SUPPLIED RECORDS:
====================

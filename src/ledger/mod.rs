//! Remote ledger service interface
//!
//! The harness never implements banking logic. Everything it knows about
//! balances comes through [`LedgerApi`], which has one production
//! implementation ([`HttpLedger`]) talking to the service over HTTP.
//!
//! ## Endpoints
//!
//! - `POST /accounts` with `{"initialBalance": n}` → `{"id", "balance"}`
//! - `GET /accounts/{id}` → `{"id", "balance"}`
//! - `POST /accounts/transfer` with `{"fromAccountId", "toAccountId", "amount"}`

pub mod error;
pub mod http;

use std::fmt;

use async_trait::async_trait;
use serde::{Deserialize, Serialize};

use crate::money::Amount;

pub use error::{LedgerError, LedgerResult};
pub use http::HttpLedger;

/// Opaque account identifier assigned by the ledger service
#[derive(Debug, Clone, PartialEq, Eq, Hash, PartialOrd, Ord, Serialize, Deserialize)]
#[serde(transparent)]
pub struct AccountId(String);

impl AccountId {
    pub fn as_str(&self) -> &str {
        &self.0
    }
}

impl From<&str> for AccountId {
    fn from(value: &str) -> Self {
        AccountId(value.to_string())
    }
}

impl From<String> for AccountId {
    fn from(value: String) -> Self {
        AccountId(value)
    }
}

impl fmt::Display for AccountId {
    fn fmt(&self, f: &mut fmt::Formatter<'_>) -> fmt::Result {
        f.write_str(&self.0)
    }
}

/// Account state as reported by the service
#[derive(Debug, Clone, PartialEq, Eq, Serialize, Deserialize)]
pub struct AccountInfo {
    pub id: AccountId,
    pub balance: Amount,
}

#[derive(Debug, Clone, Serialize, Deserialize)]
#[serde(rename_all = "camelCase")]
pub struct CreateAccountRequest {
    pub initial_balance: Amount,
}

#[derive(Debug, Clone, Serialize, Deserialize)]
#[serde(rename_all = "camelCase")]
pub struct TransferRequest {
    pub from_account_id: AccountId,
    pub to_account_id: AccountId,
    pub amount: Amount,
}

/// Body of a `409 Conflict` answer to an account creation
#[derive(Debug, Clone, Deserialize)]
pub struct ExistingAccount {
    pub id: AccountId,
}

/// Operations the harness needs from the ledger service
///
/// Implementations must be safe to share between all workers of a run.
#[async_trait]
pub trait LedgerApi: Send + Sync {
    /// Create an account funded with `initial_balance`
    async fn create_account(&self, initial_balance: Amount) -> LedgerResult<AccountInfo>;

    /// Fetch the current state of an account
    async fn get_account(&self, id: &AccountId) -> LedgerResult<AccountInfo>;

    /// Move `amount` from one account to another
    async fn transfer(&self, from: &AccountId, to: &AccountId, amount: Amount)
    -> LedgerResult<()>;
}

====================

WORK REQUIRED:
Whenever a line of the listing above holds the word "error", copy that line.

SOLUTION TO THIS PROBLEM:
pub mod error;
pub use error::{LedgerError, LedgerResult};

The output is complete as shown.